Asymmetric Synthesis of cis-1,2-Dialkenyl-Substituted
Cyclopentanes via (−)-Sparteine-Mediated Lithiation and
Cycloalkylation of a 9-Chloro-2,7-nonadienyl Carbamate
posted on 2001-03-29, 00:00authored byAlexander Deiters, Dieter Hoppe
Herein we report our comprehensive results in enantioselective cyclopentane synthesis via
stereogenic allyllithium compounds.
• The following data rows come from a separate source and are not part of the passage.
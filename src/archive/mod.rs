//! Archive II container: framing, compression and binary layouts

mod bzip;
pub mod format;
mod reader;
mod source;

pub use bzip::reassemble;
pub use reader::{Archive, Compression, VolumeHeader};
pub use source::{unwrap_container, ByteSource};

use chrono::{DateTime, Utc};

const SECONDS_PER_DAY: i64 = 86_400;

/// Convert a NEXRAD modified Julian date and millisecond-of-day to UTC
///
/// Day 1 is 1970-01-01.
#[must_use]
pub fn nexrad_datetime(date: u32, ms: u32) -> Option<DateTime<Utc>> {
    let days = i64::from(date) - 1;
    let secs = days * SECONDS_PER_DAY + i64::from(ms / 1000);
    let nanos = (ms % 1000) * 1_000_000;
    DateTime::from_timestamp(secs, nanos)
}
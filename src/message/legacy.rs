//! Message 1: legacy digital radar data

use bytes::Bytes;

use super::moment::{Moment, MomentBlock};
use crate::archive::format::MSG1_HEADER;
use crate::schema::Fields;
use crate::Result;

/// Angle units of a message 1 header in degrees
pub const ANGLE_SCALE: f32 = 180.0 / (4096.0 * 8.0);

const REF_SCALE: f32 = 2.0;
const REF_OFFSET: f32 = 66.0;
const DOPPLER_OFFSET: f32 = 129.0;
/// `doppler_resolution` code for 1.0 m/s velocity bins
const DOPPLER_RESOLUTION_COARSE: u16 = 4;

/// Fixed part of a message 1 radial
#[derive(Debug, Clone, PartialEq)]
pub struct LegacyHeader {
    /// Collection time in milliseconds past midnight
    pub collect_ms: u32,
    /// Collection date (modified Julian)
    pub collect_date: u16,
    /// Unambiguous range (0.1 km)
    pub unambig_range: i16,
    /// Coded azimuth angle
    pub azimuth_angle: u16,
    /// Radial number within the elevation scan
    pub azimuth_number: u16,
    /// Radial status
    pub radial_status: u16,
    /// Coded elevation angle
    pub elevation_angle: u16,
    /// Elevation number within the volume
    pub elevation_number: u16,
    /// Range to the first surveillance gate (m)
    pub sur_range_first: u16,
    /// Range to the first Doppler gate (m), as a wrapped 16-bit value
    pub doppler_range_first: u16,
    /// Surveillance gate spacing (m)
    pub sur_range_step: u16,
    /// Doppler gate spacing (m)
    pub doppler_range_step: u16,
    /// Number of surveillance gates
    pub sur_nbins: u16,
    /// Number of Doppler gates
    pub doppler_nbins: u16,
    /// Sector number within the cut
    pub cut_sector_num: u16,
    /// System gain calibration constant (dB)
    pub calib_const: f32,
    /// Offset of reflectivity data from the start of this header
    pub sur_pointer: u16,
    /// Offset of velocity data from the start of this header
    pub vel_pointer: u16,
    /// Offset of spectrum width data from the start of this header
    pub width_pointer: u16,
    /// Velocity resolution code (2 = 0.5 m/s, 4 = 1.0 m/s)
    pub doppler_resolution: u16,
    /// Volume coverage pattern number
    pub vcp: u16,
    /// Nyquist velocity (0.01 m/s)
    pub nyquist_vel: i16,
    /// Atmospheric attenuation factor (0.001 dB/km)
    pub atmos_attenuation: i16,
    /// Threshold parameter
    pub threshold: i16,
    /// Spot blanking status
    pub spot_blank_status: u16,
}

impl LegacyHeader {
    fn from_fields(fields: &Fields<'_>) -> Result<Self> {
        Ok(Self {
            collect_ms: fields.u32("collect_ms")?,
            collect_date: fields.u16("collect_date")?,
            unambig_range: fields.i16("unambig_range")?,
            azimuth_angle: fields.u16("azimuth_angle")?,
            azimuth_number: fields.u16("azimuth_number")?,
            radial_status: fields.u16("radial_status")?,
            elevation_angle: fields.u16("elevation_angle")?,
            elevation_number: fields.u16("elevation_number")?,
            sur_range_first: fields.u16("sur_range_first")?,
            doppler_range_first: fields.u16("doppler_range_first")?,
            sur_range_step: fields.u16("sur_range_step")?,
            doppler_range_step: fields.u16("doppler_range_step")?,
            sur_nbins: fields.u16("sur_nbins")?,
            doppler_nbins: fields.u16("doppler_nbins")?,
            cut_sector_num: fields.u16("cut_sector_num")?,
            calib_const: fields.f32("calib_const")?,
            sur_pointer: fields.u16("sur_pointer")?,
            vel_pointer: fields.u16("vel_pointer")?,
            width_pointer: fields.u16("width_pointer")?,
            doppler_resolution: fields.u16("doppler_resolution")?,
            vcp: fields.u16("vcp")?,
            nyquist_vel: fields.i16("nyquist_vel")?,
            atmos_attenuation: fields.i16("atmos_attenuation")?,
            threshold: fields.i16("threshold")?,
            spot_blank_status: fields.u16("spot_blank_status")?,
        })
    }

    /// Range to the first Doppler gate (m)
    ///
    /// Near-radar gates are stored as a wrapped negative value.
    #[must_use]
    pub fn doppler_first_gate(&self) -> i32 {
        let raw = i32::from(self.doppler_range_first);
        if raw > 1 << 15 {
            raw - (1 << 16)
        } else {
            raw
        }
    }
}

/// A decoded message 1 radial
#[derive(Debug, Clone)]
pub struct LegacyRadial {
    /// Fixed header
    pub header: LegacyHeader,
    /// REF, VEL and SW blocks that carry gates
    pub moments: Vec<MomentBlock>,
}

impl LegacyRadial {
    /// Azimuth angle (deg)
    #[must_use]
    pub fn azimuth(&self) -> f32 {
        f32::from(self.header.azimuth_angle) * ANGLE_SCALE
    }

    /// Elevation angle (deg)
    #[must_use]
    pub fn elevation(&self) -> f32 {
        f32::from(self.header.elevation_angle) * ANGLE_SCALE
    }
}

/// Decode a message 1 body starting right after the message header
pub(crate) fn decode(body: &Bytes) -> Result<LegacyRadial> {
    let header = LegacyHeader::from_fields(&MSG1_HEADER.decode(body)?)?;

    let velocity_scale = if header.doppler_resolution == DOPPLER_RESOLUTION_COARSE {
        1.0
    } else {
        2.0
    };
    let doppler_first = header.doppler_first_gate();
    let doppler_step = i32::from(header.doppler_range_step);

    let layouts = [
        (
            Moment::Ref,
            header.sur_pointer,
            header.sur_nbins,
            i32::from(header.sur_range_first),
            i32::from(header.sur_range_step),
            REF_SCALE,
            REF_OFFSET,
        ),
        (
            Moment::Vel,
            header.vel_pointer,
            header.doppler_nbins,
            doppler_first,
            doppler_step,
            velocity_scale,
            DOPPLER_OFFSET,
        ),
        (
            Moment::Sw,
            header.width_pointer,
            header.doppler_nbins,
            doppler_first,
            doppler_step,
            2.0,
            DOPPLER_OFFSET,
        ),
    ];

    let moments = layouts
        .into_iter()
        .filter(|&(_, pointer, ngates, ..)| pointer != 0 && ngates != 0)
        .map(|(moment, pointer, ngates, first_gate, gate_spacing, scale, offset)| {
            let start = usize::from(pointer).min(body.len());
            let end = (start + usize::from(ngates)).min(body.len());
            MomentBlock {
                moment,
                ngates,
                first_gate,
                gate_spacing,
                thresh: 0,
                snr_thresh: 0,
                flags: 0,
                word_size: 8,
                scale,
                offset,
                data: body.slice(start..end),
            }
        })
        .collect();

    Ok(LegacyRadial { header, moments })
}

#[cfg(test)]
mod tests {
    use super::*;

    struct Msg1 {
        elevation_angle: u16,
        doppler_range_first: u16,
        doppler_resolution: u16,
        sur_nbins: u16,
        doppler_nbins: u16,
    }

    fn encode(m: &Msg1) -> Vec<u8> {
        let mut b = Vec::new();
        b.extend_from_slice(&1_000u32.to_be_bytes());
        b.extend_from_slice(&10_000u16.to_be_bytes());
        b.extend_from_slice(&1_150i16.to_be_bytes());
        b.extend_from_slice(&16_384u16.to_be_bytes()); // 90 deg
        b.extend_from_slice(&1u16.to_be_bytes());
        b.extend_from_slice(&0u16.to_be_bytes());
        b.extend_from_slice(&m.elevation_angle.to_be_bytes());
        b.extend_from_slice(&2u16.to_be_bytes());
        b.extend_from_slice(&0u16.to_be_bytes());
        b.extend_from_slice(&m.doppler_range_first.to_be_bytes());
        b.extend_from_slice(&1_000u16.to_be_bytes());
        b.extend_from_slice(&250u16.to_be_bytes());
        b.extend_from_slice(&m.sur_nbins.to_be_bytes());
        b.extend_from_slice(&m.doppler_nbins.to_be_bytes());
        b.extend_from_slice(&1u16.to_be_bytes());
        b.extend_from_slice(&0.0f32.to_be_bytes());
        let sur = 100u16;
        let vel = sur + m.sur_nbins;
        let width = vel + m.doppler_nbins;
        b.extend_from_slice(&sur.to_be_bytes());
        b.extend_from_slice(&vel.to_be_bytes());
        b.extend_from_slice(&width.to_be_bytes());
        b.extend_from_slice(&m.doppler_resolution.to_be_bytes());
        b.extend_from_slice(&21u16.to_be_bytes());
        b.extend_from_slice(&[0; 14]);
        b.extend_from_slice(&2_650i16.to_be_bytes());
        b.extend_from_slice(&(-12i16).to_be_bytes());
        b.extend_from_slice(&0i16.to_be_bytes());
        b.extend_from_slice(&0u16.to_be_bytes());
        b.extend_from_slice(&[0; 32]);
        assert_eq!(b.len(), 100);

        b.extend((0..m.sur_nbins).map(|i| i as u8));
        b.extend((0..m.doppler_nbins).map(|i| 129 + i as u8));
        b.extend((0..m.doppler_nbins).map(|i| 130 + i as u8));
        b
    }

    fn sample() -> Msg1 {
        Msg1 {
            elevation_angle: 91,
            doppler_range_first: 65_411,
            doppler_resolution: 2,
            sur_nbins: 4,
            doppler_nbins: 3,
        }
    }

    #[test]
    fn test_decode_moments() {
        let radial = decode(&Bytes::from(encode(&sample()))).unwrap();
        assert_eq!(radial.header.vcp, 21);
        assert_eq!(radial.header.nyquist_vel, 2_650);
        assert_eq!(radial.moments.len(), 3);

        let refl = &radial.moments[0];
        assert_eq!(refl.moment, Moment::Ref);
        assert_eq!((refl.scale, refl.offset), (2.0, 66.0));
        assert_eq!(refl.gate_spacing, 1_000);
        assert_eq!(refl.raw_values().collect::<Vec<_>>(), vec![0, 1, 2, 3]);

        let vel = &radial.moments[1];
        assert_eq!(vel.moment, Moment::Vel);
        assert_eq!((vel.scale, vel.offset), (2.0, 129.0));
        assert_eq!(vel.first_gate, -125);
        assert_eq!(vel.raw_values().collect::<Vec<_>>(), vec![129, 130, 131]);

        let sw = &radial.moments[2];
        assert_eq!(sw.moment, Moment::Sw);
        assert_eq!(sw.raw_values().collect::<Vec<_>>(), vec![130, 131, 132]);
    }

    #[test]
    fn test_coarse_velocity_resolution() {
        let mut m = sample();
        m.doppler_resolution = 4;
        let radial = decode(&Bytes::from(encode(&m))).unwrap();
        assert_eq!(radial.moments[1].scale, 1.0);
        assert_eq!(radial.moments[2].scale, 2.0);
    }

    #[test]
    fn test_angles() {
        let radial = decode(&Bytes::from(encode(&sample()))).unwrap();
        assert_eq!(radial.azimuth(), 90.0);
        assert!((radial.elevation() - 0.499_877_9).abs() < 1e-6);
    }

    #[test]
    fn test_surveillance_only_cut() {
        let mut m = sample();
        m.doppler_nbins = 0;
        let radial = decode(&Bytes::from(encode(&m))).unwrap();
        assert_eq!(radial.moments.len(), 1);
        assert_eq!(radial.moments[0].moment, Moment::Ref);
    }

    #[test]
    fn test_short_header_is_truncated() {
        let err = decode(&Bytes::from(vec![0u8; 40])).unwrap_err();
        assert!(err.is_recoverable());
    }
}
The described cycloalkylation reaction starts with a (−)-sparteine-mediated asymmetric deprotonation of the 2,7-alkadienyl carbamate 7e and leads to the
enantioenriched (80% ee) and diastereomerically pure (dr = 99:1) cis-1,2-divinyl-cyclopentane 8,
by a subsequent cyclization and elimination of lithium chloride. The reaction mechanism has been
investigated by silylation and lithiodestannylation experiments and was found to represent a
completely regioselective anti-SN‘SE‘-reaction. Trapping of the vinyllithium intermediate 12 with
various electrophiles under retention of the configuration at the double bond extends the field of
application for this cyclization. We also applied this reaction as the key step in the enantioselective
synthesis of (+)-dihydromultifidene (17).